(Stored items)
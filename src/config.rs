use std::{env, fmt::Display, str::FromStr};

use log::{debug, error, info};

use crate::chatbot::{AddressingPolicy, OversizePolicy, ThreadLabelStrategy};
use crate::context::{ContextBackend, ScopePolicy};
use crate::error::{BotError, Result};

const DEFAULT_OLLAMA_API_URL: &str = "http://localhost:11434";
const DEFAULT_OLLAMA_MODEL: &str = "phi3";
const DEFAULT_DATABASE_URL: &str = "sqlite://ollabot.db";
const DEFAULT_RESET_COMMAND: &str = "!reset";

#[derive(Debug, Clone)]
pub struct Config {
    pub discord_token: String,
    pub ollama_api_url: String,
    pub ollama_model: String,
    pub system_prompt: Option<String>,
    pub scope_policy: ScopePolicy,
    pub addressing_policy: AddressingPolicy,
    pub context_backend: ContextBackend,
    pub database_url: String,
    pub reset_command: String,
    pub reset_allowed_user: Option<String>,
    pub thread_label: ThreadLabelStrategy,
    pub oversize_policy: OversizePolicy,
}

impl Config {
    /// Load configuration from the process environment, after applying `.env`.
    ///
    /// # Errors
    ///
    /// Returns an error if `DISCORD_TOKEN` is missing or a policy variable
    /// holds an unknown value.
    pub fn from_env() -> Result<Self> {
        debug!("Loading configuration from environment");
        dotenvy::dotenv().ok();

        let discord_token = env::var("DISCORD_TOKEN").map_err(|e| {
            error!("Failed to load DISCORD_TOKEN from environment: {e}");
            e
        })?;

        let config = Self::from_lookup(discord_token, |name| env::var(name).ok())?;

        info!("Configuration loaded successfully");
        debug!(
            "Discord token length: {} characters",
            config.discord_token.len()
        );
        debug!("Ollama endpoint: {}", config.ollama_api_url);
        debug!("Ollama model: {}", config.ollama_model);
        debug!(
            "Scope policy: {:?}, addressing policy: {:?}, backend: {:?}",
            config.scope_policy, config.addressing_policy, config.context_backend
        );

        Ok(config)
    }

    fn from_lookup(
        discord_token: String,
        lookup: impl Fn(&str) -> Option<String>,
    ) -> Result<Self> {
        let var = |name: &str| lookup(name).filter(|value| !value.trim().is_empty());

        Ok(Self {
            discord_token,
            ollama_api_url: var("OLLAMA_API_URL")
                .unwrap_or_else(|| DEFAULT_OLLAMA_API_URL.to_string()),
            ollama_model: var("OLLAMA_MODEL").unwrap_or_else(|| DEFAULT_OLLAMA_MODEL.to_string()),
            system_prompt: var("SYSTEM_PROMPT"),
            scope_policy: parse_or(var("SCOPE_POLICY"), "SCOPE_POLICY", ScopePolicy::Channel)?,
            addressing_policy: parse_or(
                var("ADDRESSING_POLICY"),
                "ADDRESSING_POLICY",
                AddressingPolicy::Contextual,
            )?,
            context_backend: parse_or(
                var("CONTEXT_BACKEND"),
                "CONTEXT_BACKEND",
                ContextBackend::Memory,
            )?,
            database_url: var("DATABASE_URL").unwrap_or_else(|| DEFAULT_DATABASE_URL.to_string()),
            reset_command: var("RESET_COMMAND")
                .map_or_else(|| DEFAULT_RESET_COMMAND.to_string(), |c| c.trim().to_string()),
            reset_allowed_user: var("RESET_ALLOWED_USER"),
            thread_label: parse_or(
                var("THREAD_LABEL"),
                "THREAD_LABEL",
                ThreadLabelStrategy::Keywords,
            )?,
            oversize_policy: parse_or(
                var("OVERSIZE_POLICY"),
                "OVERSIZE_POLICY",
                OversizePolicy::Split,
            )?,
        })
    }
}

fn parse_or<T>(value: Option<String>, name: &str, default: T) -> Result<T>
where
    T: FromStr,
    T::Err: Display,
{
    match value {
        Some(raw) => raw.trim().parse().map_err(|e| {
            error!("Invalid value '{raw}' for {name}: {e}");
            BotError::Config(format!("invalid value '{raw}' for {name}: {e}"))
        }),
        None => Ok(default),
    }
}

## THE TASK:
Pick out the lines above containing the word "trim", then copy them.

## SOLVED PROBLEM:
        let var = |name: &str| lookup(name).filter(|value| !value.trim().is_empty());
                .map_or_else(|| DEFAULT_RESET_COMMAND.to_string(), |c| c.trim().to_string()),
        Some(raw) => raw.trim().parse().map_err(|e| {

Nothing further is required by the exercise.